- Music
- 30 Sep 04
“I was born with millennium tension/ It’s all gone now.” The first words from Katell Keinig’s mouth on High July make for the finest opening couplet on any album this listener has set ears on in some time.
“I was born with millennium tension/ It’s all gone now.” The first words from Katell Keinig’s mouth on High July make for the finest opening couplet on any album this listener has set ears on in some time. The song itself, ‘What’s The Only Thing Worse Than The End Of Time?’ is an unobtrusively catchy little ditty that will creep unannounced into your cranium and set up temporary residence. The good news is that the Welsh-born chanteuse manages to maintain the quality control at a similarly high standard throughout most of this, her third album.

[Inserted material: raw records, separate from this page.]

//! `tinder run SOURCE` — compile and execute a script against a
//! terminal-backed Crucible: `input`/bare `yield` prompt stdin for a
//! line, `write` drains to stdout, `import` is granted unconditionally
//! (this host has no catalog to gate access to) and `catch` handlers
//! behave exactly as Firestarter compiled them.

use std::io::BufRead;
use std::path::Path;
use std::process::ExitCode;

use tinder_core::{Crucible, Value};
use tinder_vm::{FuelLimits, Interpreter, PrintTracer, StepOutcome, Verbosity};

use crate::cli::TraceLevel;
use crate::config::Config;
use crate::host::StdLibrary;
use crate::util::read_source;

pub fn run(source: &Path, trace: TraceLevel, fuel: Option<u64>, config: &Config) -> ExitCode {
    let text = match read_source(source) {
        Ok(t) => t,
        Err(code) => return code,
    };
    let script = match tinder_compiler::compile(&text) {
        Ok(script) => script,
        Err(err) => {
            eprintln!("{}: {err}", source.display());
            return ExitCode::FAILURE;
        }
    };

    let limits = match fuel.or(config.fuel) {
        Some(n) => FuelLimits::default().instruction_fuel(n),
        None => FuelLimits::default(),
    };
    let mut crucible = Crucible::new();
    let mut library = StdLibrary;
    let mut interpreter = Interpreter::new(&script, limits);
    let stdin = std::io::stdin();

    loop {
        let outcome = match trace {
            TraceLevel::Off => interpreter.run(&mut crucible, &mut library),
            level => {
                let mut tracer = PrintTracer::new(&script.interner, verbosity(level));
                let outcome = interpreter.run_with(&mut crucible, &mut library, &mut tracer);
                tracer.print();
                outcome
            }
        };
        flush_output(&mut crucible);

        match outcome {
            StepOutcome::Halted => return ExitCode::SUCCESS,
            StepOutcome::Fatal(err) => {
                eprintln!("fatal at line {}: {err}", crucible.get("__LINE__").map(ToString::to_string).unwrap_or_default());
                return ExitCode::FAILURE;
            }
            StepOutcome::Imported(spec) => {
                match config.resolve_library(&spec.library) {
                    Some(path) => tracing::info!(library = %spec.library, path = %path.display(), "resolved import from search path"),
                    None => tracing::debug!(library = %spec.library, "import granted with no matching library path"),
                }
                eprintln!("(imported \"{}\")", spec.library);
                interpreter.resume(&mut crucible, None);
            }
            StepOutcome::Yielded(Some(value)) => {
                eprintln!("(yield: {value})");
                interpreter.resume(&mut crucible, None);
            }
            StepOutcome::Yielded(None) => {
                let mut line = String::new();
                if stdin.lock().read_line(&mut line).unwrap_or(0) == 0 {
                    return ExitCode::SUCCESS;
                }
                let trimmed = line.trim_end_matches(['\n', '\r']).to_string();
                interpreter.resume(&mut crucible, Some(Value::String(trimmed)));
            }
            StepOutcome::Continue => unreachable!("run/run_with only returns on a non-Continue outcome"),
        }
    }
}

fn verbosity(level: TraceLevel) -> Verbosity {
    match level {
        TraceLevel::Off | TraceLevel::Default => Verbosity::Default,
        TraceLevel::Verbose => Verbosity::Verbose,
        TraceLevel::VeryVerbose => Verbosity::VeryVerbose,
    }
}

/// Drains the implicit `out` variable to stdout and clears it, mimicking
/// a terminal host's scene buffer.
fn flush_output(crucible: &mut Crucible) {
    if let Some(Value::String(s)) = crucible.get("out") {
        if !s.is_empty() {
            print!("{s}");
            let _ = crucible.set("out", Value::String(String::new()));
        }
    }
}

While the droning ‘High Marks’ is a little too difficult and jazz-inflected for my tastes, ‘Beautiful Day’ is its polar opposite, sashaying from your speakers, flashing easy smiles and spreading warm summery vibes towards everyone within earshot, even on chilly autumn evenings. The upbeat ‘Shaking The Disease’ is among the finest things Katell has ever written: a genuinely infectious melody that is guaranteed to get even the most uptight toe tapping.
The epic ‘On Yer Way’ is incredibly beautiful, beginning as a simple ballad, with just the power of Katell’s voice and a guitar holding the listener rapt, as the singer’s humanitarian side rises to the fore. Then, just when you think you can put the song in the box marked ‘Worthy Folk Music’, things get well and truly fuzzed up with a relentless blast of caterwauling guitar driving the song to a distorted finale. Katell remains true to her folk roots, however, on the hilarious ‘Brother Of The Brush’, which could be an out-take from the Oh Brother, Where Art Thou soundtrack, as well as on the campfire singalong of ‘Seven League Boots’.

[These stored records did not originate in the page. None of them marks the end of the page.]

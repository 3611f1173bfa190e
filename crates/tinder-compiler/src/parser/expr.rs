//! Expression parsing: precedence-climbing with `or` lowest,
//! membership (`in`/`at`/`from`) between comparison and additive, and
//! `primary` highest.

use tinder_bytecode::expr::{BinOp, InterpFragment, UnOp};
use tinder_bytecode::Expr;

use super::Parser;
use crate::error::ParseError;
use crate::lexer::{StrFragment, TokenKind};

fn infix_binding_power(kind: &TokenKind) -> Option<(u8, u8, BinOp)> {
    use TokenKind::*;
    Some(match kind {
        KwOr => (1, 2, BinOp::Or),
        KwAnd => (3, 4, BinOp::And),
        EqEq => (5, 6, BinOp::Eq),
        NotEq => (5, 6, BinOp::Ne),
        Lt => (7, 8, BinOp::Lt),
        LtEq => (7, 8, BinOp::Le),
        Gt => (7, 8, BinOp::Gt),
        GtEq => (7, 8, BinOp::Ge),
        KwIn => (9, 10, BinOp::In),
        KwAt => (9, 10, BinOp::At),
        KwFrom => (9, 10, BinOp::From),
        Plus => (11, 12, BinOp::Add),
        Minus => (11, 12, BinOp::Sub),
        Star => (13, 14, BinOp::Mul),
        Slash => (13, 14, BinOp::Div),
        Percent => (13, 14, BinOp::Mod),
        _ => return None,
    })
}

impl<'t, 'x> Parser<'t, 'x> {
    pub(crate) fn parse_expr(&mut self) -> Result<Expr, ParseError> {
        self.parse_expr_bp(0)
    }

    fn parse_expr_bp(&mut self, min_bp: u8) -> Result<Expr, ParseError> {
        self.enter_recursion()?;
        let mut lhs = self.parse_unary()?;
        loop {
            let Some((lbp, rbp, op)) = infix_binding_power(&self.current().kind) else {
                break;
            };
            if lbp < min_bp {
                break;
            }
            self.bump();
            let rhs = self.parse_expr_bp(rbp)?;
            lhs = Expr::BinOp(op, Box::new(lhs), Box::new(rhs));
        }
        self.exit_recursion();
        Ok(lhs)
    }

    fn parse_unary(&mut self) -> Result<Expr, ParseError> {
        match self.current().kind {
            TokenKind::Minus => {
                self.bump();
                Ok(Expr::UnOp(UnOp::Neg, Box::new(self.parse_unary()?)))
            }
            TokenKind::KwNot => {
                self.bump();
                Ok(Expr::UnOp(UnOp::Not, Box::new(self.parse_unary()?)))
            }
            _ => self.parse_postfix(),
        }
    }

    /// Parses a primary expression followed by any `.field` chain. A
    /// dotted chain off a plain identifier immediately followed by
    /// `(` is a call through that dotted name (`math.sqrt(16)`)
    /// rather than field access — the whole dotted path is interned
    /// as the callable's name, matching how `tinder-vm` dispatches
    /// `Expr::Call` by flat name against the library catalog.
    fn parse_postfix(&mut self) -> Result<Expr, ParseError> {
        let base = self.parse_primary()?;
        if self.current().kind != TokenKind::Dot {
            return Ok(base);
        }

        let mut path = match &base {
            Expr::Identifier(sym) => vec![self.interner.resolve(*sym).to_string()],
            _ => Vec::new(),
        };
        let mut segments = Vec::new();
        while self.current().kind == TokenKind::Dot {
            self.bump();
            let name = self.expect_ident()?;
            path.push(name.clone());
            segments.push(self.interner.intern(&name));
        }

        if matches!(base, Expr::Identifier(_)) && self.current().kind == TokenKind::LParen {
            let full_name = self.interner.intern(&path.join("."));
            let args = self.parse_call_args()?;
            return Ok(Expr::Call(full_name, args));
        }

        Ok(Expr::DotChain(Box::new(base), segments))
    }

    fn parse_primary(&mut self) -> Result<Expr, ParseError> {
        let tok = self.bump();
        match tok.kind {
            TokenKind::Number(n) => Ok(Expr::Const(self.const_number(n))),
            TokenKind::Str(s) => Ok(Expr::Const(self.const_string(s))),
            TokenKind::KwNone => Ok(Expr::Const(self.const_none())),
            TokenKind::KwTrue => Ok(Expr::Const(self.const_bool(true))),
            TokenKind::KwFalse => Ok(Expr::Const(self.const_bool(false))),
            TokenKind::InterpStr(fragments) => {
                let lowered = fragments
                    .into_iter()
                    .map(|f| match f {
                        StrFragment::Literal(s) => InterpFragment::Literal(s),
                        StrFragment::Lookup(name) => InterpFragment::Lookup(self.interner.intern(&name)),
                    })
                    .collect();
                Ok(Expr::Interpolation(lowered))
            }
            TokenKind::At => {
                let inner = self.parse_unary()?;
                Ok(Expr::Indirect(Box::new(inner)))
            }
            TokenKind::LParen => {
                let inner = self.parse_expr()?;
                self.expect(TokenKind::RParen)?;
                Ok(Expr::Group(Box::new(inner)))
            }
            TokenKind::LBracket => {
                let mut items = Vec::new();
                self.skip_newlines();
                if self.current().kind != TokenKind::RBracket {
                    loop {
                        items.push(self.parse_expr()?);
                        self.skip_newlines();
                        if self.current().kind == TokenKind::Comma {
                            self.bump();
                            self.skip_newlines();
                        } else {
                            break;
                        }
                    }
                }
                self.skip_newlines();
                self.expect(TokenKind::RBracket)?;
                Ok(Expr::Sequence(items))
            }
            TokenKind::LBrace => {
                let mut entries = Vec::new();
                self.skip_newlines();
                if self.current().kind != TokenKind::RBrace {
                    loop {
                        let key = self.parse_expr()?;
                        self.expect(TokenKind::Colon)?;
                        let value = self.parse_expr()?;
                        entries.push((key, value));
                        self.skip_newlines();
                        if self.current().kind == TokenKind::Comma {
                            self.bump();
                            self.skip_newlines();
                        } else {
                            break;
                        }
                    }
                }
                self.skip_newlines();
                self.expect(TokenKind::RBrace)?;
                Ok(Expr::Mapping(entries))
            }
            TokenKind::Ident(name) => {
                if self.current().kind == TokenKind::LParen {
                    let args = self.parse_call_args()?;
                    Ok(Expr::Call(self.interner.intern(&name), args))
                } else {
                    Ok(Expr::Identifier(self.interner.intern(&name)))
                }
            }
            _ => Err(ParseError::Unexpected {
                line: tok.line,
                message: format!("unexpected token {:?} in expression", tok.kind),
            }),
        }
    }

    fn const_number(&mut self, n: f64) -> tinder_bytecode::constant::Const {
        use tinder_core::Value;
        self.consts.intern(Value::Number(n))
    }

    fn const_string(&mut self, s: String) -> tinder_bytecode::constant::Const {
        use tinder_core::Value;
        self.consts.intern(Value::String(s))
    }

    fn const_none(&mut self) -> tinder_bytecode::constant::Const {
        use tinder_core::Value;
        self.consts.intern(Value::None)
    }

    fn const_bool(&mut self, b: bool) -> tinder_bytecode::constant::Const {
        use tinder_core::Value;
        self.consts.intern(Value::Boolean(b))
    }
}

The mesmerising ‘Little Joe’ is disarmingly brilliant, with Katell listing a potential lover’s faults, and they’re many, for a song that is either the epitome of irony or an exercise in blind adoration: “I love you cos you’re stupider than those other guys...unadorned by the gardens of your intellect”.
An unusually perceptive lyricist, a fine vocalist and an intriguing performer, with a healthy dosage of idiosyncrasy added into the equation, Katell Keinig refuses to be pigeonholed into any folk brigade and High July duly defies categorisation – apart from ‘Never Boring and Frequently Brilliant’.